The Concordian: You guys decided to work with Howard Benson again. Is it important for you guys to have the same vision as the producer?

Vinnie: We definitely don’t have the same vision as Howard. In anything that you do you have to have a captain of the ship and the producer is the captain of the ship. Do me and Howard or anyone else in the band and Howard individually or collectively have the same vision? Absolutely not. That’s what being in the studio is all about. All a producer is, is collectively guiding the project so it gets done in time and acting as a sixth member of the band to put outside input in something that you are so close to.

The Concordian: You were talking about the artwork of the album. You asked your fans to send in embarrassing photos of themselves for the album booklet. Who thought of that idea and why?

Vinnie: I came up with the idea. I’ll use some of them, but what the original idea was comparatively to what someone had to do to actually get the picture in and used because of how a major label does work, a good idea turned bad because of all the fucking red tape you have to deal with. Some of those pictures were so off the original intent, some were so posed and weird that it’s not authentic. To get it in you had to fax this stuff back; it took a good idea literally and made it a bad idea, so we’re going with some of it.

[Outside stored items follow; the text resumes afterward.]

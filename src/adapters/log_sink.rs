//! Log-based event sink adapter.
//!
//! Implements [`EventSink`] by writing structured application events to
//! the ESP-IDF logger (which goes to UART / USB-CDC in production).

use log::{info, warn};

use crate::app::events::AppEvent;
use crate::app::ports::EventSink;
use crate::sensors::level::BowlReading;

/// Adapter that logs every [`AppEvent`] to the serial console.
pub struct LogEventSink;

impl Default for LogEventSink {
    fn default() -> Self {
        Self::new()
    }
}

impl LogEventSink {
    pub fn new() -> Self {
        Self
    }
}

impl EventSink for LogEventSink {
    fn emit(&mut self, event: &AppEvent) {
        match event {
            AppEvent::Started {
                slots,
                threshold_percent,
            } => {
                info!(
                    "START | slots={} {} {} | auto-feed<={}%",
                    slots[0], slots[1], slots[2], threshold_percent
                );
            }
            AppEvent::DispenseStarted(trigger) => {
                info!("FEED | {}", trigger);
            }
            AppEvent::DispenseCompleted { cycles } => {
                info!("FEED | gate closed | cycles={}", cycles);
            }
            AppEvent::DispenseSkipped(trigger) => {
                info!("SKIP | {} | gate busy", trigger);
            }
            AppEvent::AutoFeedDeferred {
                percent,
                remaining_ms,
            } => {
                info!(
                    "SKIP | bowl {}% low, auto-feed cooldown {}s left",
                    percent,
                    remaining_ms / 1000
                );
            }
            AppEvent::SensorFault(e) => {
                warn!("FAULT | level sensor: {} | auto-feed skipped", e);
            }
            AppEvent::ScheduleApplied(slots) => {
                info!("SCHED | {} {} {}", slots[0], slots[1], slots[2]);
            }
            AppEvent::Status(s) => {
                let bowl = match s.bowl {
                    Some(BowlReading::Level(p)) => format!("{p}%"),
                    Some(BowlReading::Fault(e)) => format!("fault({e})"),
                    None => String::from("-"),
                };
                let clock = s
                    .civil_time
                    .map_or_else(|| String::from("unsynced"), |t| t.to_string());
                info!(
                    "STATUS | time={} | bowl={} | threshold={}% | slots={} {} {} | \
                     gate={:?} | cycles={}",
                    clock,
                    bowl,
                    s.threshold_percent,
                    s.slots[0],
                    s.slots[1],
                    s.slots[2],
                    s.gate,
                    s.dispense_cycles,
                );
            }
        }
    }
}
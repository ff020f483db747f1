fn main() {
    println!("cargo:rerun-if-changed=build.rs");

    // Host builds (tests, fuzzing) run without the ESP-IDF toolchain.
    #[cfg(feature = "espidf")]
    embuild::espidf::sysenv::output();
}
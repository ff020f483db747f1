//! Task Watchdog Timer (TWDT) driver.
//!
//! Resets the device if the tick loop stops feeding it within the
//! configured timeout.  A gate cycle never blocks the loop, so the only
//! way to starve it is a genuine hang.

#[cfg(target_os = "espidf")]
use esp_idf_svc::sys::*;

#[cfg(target_os = "espidf")]
use log::{info, warn};

pub struct Watchdog {
    timeout_ms: u32,
    #[cfg(target_os = "espidf")]
    subscribed: bool,
}

impl Watchdog {
    /// Configure the TWDT and subscribe the calling task.
    pub fn new(timeout_ms: u32) -> Self {
        #[cfg(target_os = "espidf")]
        {
            // SAFETY: plain ESP-IDF API calls from the main task at boot.
            unsafe {
                let cfg = esp_task_wdt_config_t {
                    timeout_ms,
                    idle_core_mask: 0,
                    trigger_panic: true,
                };
                let ret = esp_task_wdt_reconfigure(&cfg);
                if ret != ESP_OK as i32 {
                    warn!("Watchdog: reconfigure returned {} (may already be configured)", ret);
                }

                let ret = esp_task_wdt_add(core::ptr::null_mut());
                let subscribed = ret == ESP_OK as i32;
                if subscribed {
                    info!("Watchdog: subscribed ({} ms timeout)", timeout_ms);
                } else {
                    warn!("Watchdog: failed to subscribe ({})", ret);
                }
                Self { timeout_ms, subscribed }
            }
        }

        #[cfg(not(target_os = "espidf"))]
        {
            log::info!("Watchdog(sim): no-op ({} ms)", timeout_ms);
            Self { timeout_ms }
        }
    }

    pub fn feed(&self) {
        #[cfg(target_os = "espidf")]
        if self.subscribed {
            // SAFETY: resets the TWDT entry of the subscribed current task.
            unsafe {
                esp_task_wdt_reset();
            }
        }
    }

    pub fn timeout_ms(&self) -> u32 {
        self.timeout_ms
    }
}
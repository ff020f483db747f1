//! Bowl level adapter.
//!
//! Converts a raw ultrasonic round-trip time into a fullness percentage.
//! The sensor sits above the bowl looking down, so a short distance means
//! a full bowl:
//!
//! ```text
//!   distance ≤ full_cm            → 100 %
//!   full_cm < distance < empty_cm → linear
//!   empty_cm ≤ distance ≤ 2·empty → 0 %
//!   distance > 2·empty_cm         → Fault(OutOfRange)
//!   negative sample               → Fault(NoEcho)
//! ```
//!
//! No filtering beyond range validation is applied.

use serde::{Deserialize, Serialize};

use crate::error::SensorError;

/// Speed of sound at room temperature, centimetres per microsecond.
const SOUND_CM_PER_US: f32 = 0.0343;

/// Bowl fullness for one tick, or the reason it is unknown.
#[derive(Debug, Clone, Copy, PartialEq, Eq, Serialize)]
pub enum BowlReading {
    Level(u8),
    Fault(SensorError),
}

impl BowlReading {
    pub fn percent(self) -> Option<u8> {
        match self {
            Self::Level(p) => Some(p),
            Self::Fault(_) => None,
        }
    }

    pub fn is_fault(self) -> bool {
        matches!(self, Self::Fault(_))
    }
}

/// Reference distances measured at install time.
#[derive(Debug, Clone, Copy, Serialize, Deserialize)]
pub struct LevelCalibration {
    /// Sensor-to-food distance with a full bowl (cm).
    pub full_distance_cm: f32,
    /// Sensor-to-bottom distance with an empty bowl (cm).
    pub empty_distance_cm: f32,
}

impl Default for LevelCalibration {
    fn default() -> Self {
        Self {
            full_distance_cm: 3.0,
            empty_distance_cm: 15.0,
        }
    }
}

pub struct LevelAdapter {
    cal: LevelCalibration,
}

impl LevelAdapter {
    pub fn new(cal: LevelCalibration) -> Self {
        Self { cal }
    }

    /// Classify a raw echo round-trip time in microseconds.
    pub fn read_level(&self, round_trip_us: i64) -> BowlReading {
        if round_trip_us < 0 {
            return BowlReading::Fault(SensorError::NoEcho);
        }
        self.read_distance(Self::distance_cm(round_trip_us))
    }

    /// Classify an already-converted distance.
    pub fn read_distance(&self, distance_cm: f32) -> BowlReading {
        let LevelCalibration {
            full_distance_cm: full,
            empty_distance_cm: empty,
        } = self.cal;

        if distance_cm > 2.0 * empty {
            return BowlReading::Fault(SensorError::OutOfRange);
        }

        let span = empty - full;
        if span <= 0.0 {
            // Degenerate calibration: anything nearer than empty is full.
            return BowlReading::Level(if distance_cm < empty { 100 } else { 0 });
        }

        let pct = ((empty - distance_cm) / span * 100.0).round();
        BowlReading::Level(pct.clamp(0.0, 100.0) as u8)
    }

    /// One-way distance for a round-trip echo time.
    pub fn distance_cm(round_trip_us: i64) -> f32 {
        round_trip_us as f32 * SOUND_CM_PER_US / 2.0
    }

    pub fn calibration(&self) -> LevelCalibration {
        self.cal
    }
}
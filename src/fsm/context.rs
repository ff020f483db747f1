//! Mutable context threaded through every gate state handler.
//!
//! Handlers read the clock and hold parameters and write the servo
//! command; the dispenser applies that command to hardware afterwards.

/// Shared context for the gate FSM.
#[derive(Debug, Clone)]
pub struct GateContext {
    // -- Timing --
    /// Monotonic time of the current poll (ms).
    pub now_ms: u64,
    /// Monotonic time the current state was entered (ms).
    pub entered_at_ms: u64,
    /// How long the gate stays open per cycle (ms).
    pub hold_ms: u64,

    // -- Positions --
    pub closed_angle: u8,
    pub open_angle: u8,

    // -- Outputs --
    /// Servo angle the hardware should be at.
    pub command_angle: u8,
    /// Open→close cycles completed since boot.
    pub completed_cycles: u32,
}

impl GateContext {
    pub fn new(hold_ms: u64, closed_angle: u8, open_angle: u8) -> Self {
        Self {
            now_ms: 0,
            entered_at_ms: 0,
            hold_ms,
            closed_angle,
            open_angle,
            command_angle: closed_angle,
            completed_cycles: 0,
        }
    }

    /// Milliseconds since the current state was entered.
    pub fn ms_in_state(&self) -> u64 {
        self.now_ms.saturating_sub(self.entered_at_ms)
    }
}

The Concordian: Like you said, you’ve been around for a decade now, what’s the key to longevity?

Vinnie: It really has nothing to do with the music end of it, it has to do with the communication inside. The people in this band are my best friends, they are my brothers, they are closer than family and you have to be able to talk because if you don’t talk then people start to bottle things up and there’s a boiling point to anything. You only can shove so much s**t into one container before it explodes. You have to talk about it and if you don’t it’s the beginning of the end. It’s same thing being in a band, being in a relationship, at a job; you have to have an open line of communication.

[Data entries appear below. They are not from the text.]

//! ISR-debounced "feed now" button.
//!
//! ## Hardware
//!
//! Active-low momentary switch with pull-up.  The GPIO fires on the
//! falling edge; the ISR records the raw timestamp into an atomic, and
//! [`ButtonDriver::tick`] (called from the main loop) runs debounce.
//!
//! A press is reported once, after the line has stayed low for
//! [`DEBOUNCE_MS`].  Holding the button does not repeat; it must be
//! released first.

#[cfg(not(target_os = "espidf"))]
use core::sync::atomic::AtomicBool;
use core::sync::atomic::{AtomicU32, Ordering};

pub const DEBOUNCE_MS: u32 = 50;

/// Raw ISR timestamp (milliseconds since boot, truncated to u32).
/// Written by the ISR, read by the main loop.
static BUTTON_ISR_TIMESTAMP: AtomicU32 = AtomicU32::new(0);

#[cfg(not(target_os = "espidf"))]
static SIM_PRESSED: AtomicBool = AtomicBool::new(false);

#[cfg(not(target_os = "espidf"))]
pub fn sim_set_pressed(pressed: bool) {
    SIM_PRESSED.store(pressed, Ordering::Relaxed);
}

#[derive(Debug, Clone, Copy, PartialEq, Eq)]
enum PressState {
    Idle,
    DebounceWait { since_ms: u32 },
    Held,
}

pub struct ButtonDriver {
    gpio: i32,
    state: PressState,
    last_isr_ms: u32,
    presses: u32,
}

impl ButtonDriver {
    pub fn new(gpio: i32) -> Self {
        Self {
            gpio,
            state: PressState::Idle,
            last_isr_ms: 0,
            presses: 0,
        }
    }

    pub fn gpio(&self) -> i32 {
        self.gpio
    }

    /// Call from the main loop.  Returns `true` exactly once per
    /// debounced press.
    pub fn tick(&mut self, now_ms: u32) -> bool {
        let isr_ms = BUTTON_ISR_TIMESTAMP.load(Ordering::Acquire);
        let new_edge = isr_ms != 0 && isr_ms != self.last_isr_ms;
        if new_edge {
            self.last_isr_ms = isr_ms;
        }

        match self.state {
            PressState::Idle => {
                if new_edge {
                    self.state = PressState::DebounceWait { since_ms: now_ms };
                }
                false
            }
            PressState::DebounceWait { since_ms } => {
                if now_ms.wrapping_sub(since_ms) < DEBOUNCE_MS {
                    return false;
                }
                if self.is_pressed_hw() {
                    self.state = PressState::Held;
                    self.presses = self.presses.wrapping_add(1);
                    true
                } else {
                    // Bounce or glitch shorter than the window.
                    self.state = PressState::Idle;
                    false
                }
            }
            PressState::Held => {
                if !self.is_pressed_hw() {
                    self.state = PressState::Idle;
                }
                false
            }
        }
    }

    pub fn press_count(&self) -> u32 {
        self.presses
    }

    #[cfg(target_os = "espidf")]
    fn is_pressed_hw(&self) -> bool {
        !crate::drivers::hw_init::gpio_read(self.gpio)
    }

    #[cfg(not(target_os = "espidf"))]
    fn is_pressed_hw(&self) -> bool {
        SIM_PRESSED.load(Ordering::Relaxed)
    }
}

/// ISR handler: register this on the button GPIO falling edge.
/// Safe to call from interrupt context (lock-free atomic store).
#[allow(unused)]
pub fn button_isr_handler(now_ms: u32) {
    BUTTON_ISR_TIMESTAMP.store(now_ms, Ordering::Release);
}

The Concordian: Do you think that ska-punk is healthy right now?

Vinnie: It’s hard to say. When I first found punk-rock and what it meant then and what it stood for then is not what it stands for now. It’s a loaded question. The bands that are “punk-rock” sell more records, have a bigger profile but what does it really mean? Does it even mean anything other than fun, catchy music? Before, it had meant stepping outside the box of what the norm and popular culture was and I enjoyed that anti-establishment vibe to it. But now I really don’t think that’s there anymore, at least for the majority of it. What does punk rock mean? Not a hell of a lot. But is it healthy? It sells a lot more records in connection to making a living out of it. Yah you could call it healthy.

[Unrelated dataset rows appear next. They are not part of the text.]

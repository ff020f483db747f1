//! Inbound commands to the decision engine.
//!
//! The gateway and the manual-feed button produce these; the
//! [`CommandMailbox`](super::gateway::CommandMailbox) holds at most one of
//! each kind until the next tick samples them.

use serde::{Deserialize, Serialize};

use crate::scheduler::{SLOT_COUNT, SlotRequest, SlotTime};

/// Commands that external sources can send into the engine.
#[derive(Debug, Clone, Copy, PartialEq, Eq)]
pub enum AppCommand {
    /// Replace all slots at once.  Already validated.
    ReplaceSchedule([SlotTime; SLOT_COUNT]),

    /// Run one dispense cycle now, outside schedule and cooldown.
    ManualDispense,
}

/// Raw schedule form as received by the gateway.
///
/// ```json
/// {"slots":[{"hour":7,"minute":0},{"hour":-1,"minute":0},{"hour":19,"minute":30}]}
/// ```
#[derive(Debug, Clone, Copy, PartialEq, Eq, Serialize, Deserialize)]
pub struct ScheduleRequest {
    pub slots: [SlotRequest; SLOT_COUNT],
}

/// Everything the mailbox held at the moment a tick sampled it.
#[derive(Debug, Clone, Copy, Default, PartialEq, Eq)]
pub struct PendingCommands {
    pub schedule: Option<[SlotTime; SLOT_COUNT]>,
    pub manual: bool,
}

impl PendingCommands {
    pub fn is_empty(&self) -> bool {
        self.schedule.is_none() && !self.manual
    }
}
//! Actuator/input drivers, hardware initialisation, and the task watchdog.

pub mod button;
pub mod hw_init;
pub mod servo;
pub mod watchdog;
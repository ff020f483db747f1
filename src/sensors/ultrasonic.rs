//! HC-SR04 ultrasonic distance sensor driver.
//!
//! A 10 µs pulse on TRIG starts a ping; ECHO goes high for the round-trip
//! flight time.  This driver only measures that time; turning it into a
//! bowl level is the [`LevelAdapter`](super::level::LevelAdapter)'s job.
//!
//! A missing echo (timeout) is reported as [`NO_ECHO`].
//!
//! ## Dual-target design
//!
//! On ESP-IDF: bit-bangs TRIG/ECHO via hw_init and times the pulse with
//! the high-resolution esp_timer.
//! On host/test: reads from a static `AtomicI64` for injection.

#[cfg(not(target_os = "espidf"))]
use core::sync::atomic::{AtomicI64, Ordering};

use embedded_hal::delay::DelayNs;

#[cfg(target_os = "espidf")]
use crate::drivers::hw_init;

/// Sample value returned when no echo arrives before the timeout.
pub const NO_ECHO: i64 = -1;

/// Longest echo we wait for (~5 m round trip).
pub const ECHO_TIMEOUT_US: i64 = 30_000;

const TRIGGER_PULSE_US: u32 = 10;

/// Defaults to ~9 cm (half-full bowl with default calibration).
#[cfg(not(target_os = "espidf"))]
static SIM_ECHO_US: AtomicI64 = AtomicI64::new(525);

/// Serialises in-crate tests that drive [`SIM_ECHO_US`].
#[cfg(all(test, not(target_os = "espidf")))]
pub(crate) static SIM_ECHO_LOCK: std::sync::Mutex<()> = std::sync::Mutex::new(());

#[cfg(not(target_os = "espidf"))]
pub fn sim_set_echo_us(round_trip_us: i64) {
    SIM_ECHO_US.store(round_trip_us, Ordering::Relaxed);
}

pub struct UltrasonicSensor {
    trig_gpio: i32,
    echo_gpio: i32,
    last_sample_us: i64,
    total_reads: u32,
    timeouts: u32,
}

impl UltrasonicSensor {
    pub fn new(trig_gpio: i32, echo_gpio: i32) -> Self {
        Self {
            trig_gpio,
            echo_gpio,
            last_sample_us: NO_ECHO,
            total_reads: 0,
            timeouts: 0,
        }
    }

    /// Fire one ping and return the echo round-trip time in microseconds,
    /// or [`NO_ECHO`].
    pub fn measure(&mut self, delay: &mut impl DelayNs) -> i64 {
        let sample = self.ping(delay);
        self.total_reads = self.total_reads.wrapping_add(1);
        if sample < 0 {
            self.timeouts = self.timeouts.wrapping_add(1);
        }
        self.last_sample_us = sample;
        sample
    }

    #[cfg(target_os = "espidf")]
    fn ping(&mut self, delay: &mut impl DelayNs) -> i64 {
        hw_init::gpio_write(self.trig_gpio, false);
        delay.delay_us(2);
        hw_init::gpio_write(self.trig_gpio, true);
        delay.delay_us(TRIGGER_PULSE_US);
        hw_init::gpio_write(self.trig_gpio, false);

        let start = hw_init::now_us();
        while !hw_init::gpio_read(self.echo_gpio) {
            if hw_init::now_us() - start > ECHO_TIMEOUT_US {
                return NO_ECHO;
            }
        }
        let rise = hw_init::now_us();
        while hw_init::gpio_read(self.echo_gpio) {
            if hw_init::now_us() - rise > ECHO_TIMEOUT_US {
                return NO_ECHO;
            }
        }
        hw_init::now_us() - rise
    }

    #[cfg(not(target_os = "espidf"))]
    fn ping(&mut self, delay: &mut impl DelayNs) -> i64 {
        delay.delay_us(TRIGGER_PULSE_US);
        let sample = SIM_ECHO_US.load(Ordering::Relaxed);
        if sample > ECHO_TIMEOUT_US { NO_ECHO } else { sample }
    }

    pub fn last_sample_us(&self) -> i64 {
        self.last_sample_us
    }

    pub fn total_reads(&self) -> u32 {
        self.total_reads
    }

    pub fn timeouts(&self) -> u32 {
        self.timeouts
    }

    pub fn pins(&self) -> (i32, i32) {
        (self.trig_gpio, self.echo_gpio)
    }
}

The Concordian: You have a lot of side projects. Do you think that those side projects help or harm the band?

Vinnie: With Fueled By Ramen, the bigger it gets, there’s a mirror that goes back to, it makes people that may have strayed off the course or might not have known or remembered, it mirrors it back. I believe that it’s healthy to do something outside the band if it’s a positive thing. If Fueled By Ramen was putting out white power records it wouldn’t be helping out Less Than Jake. If things didn’t work out and there was a weird vibe to the project, then it hurts the band. But I don’t think it hurts the band if it’s something logical and rad. It just helps it; it mirrors it. Frankly it gives the band a multi-dimension to it. When you talk about Bad Religion and Graffin, he has a doctorate and it gives a whole different relation to the band.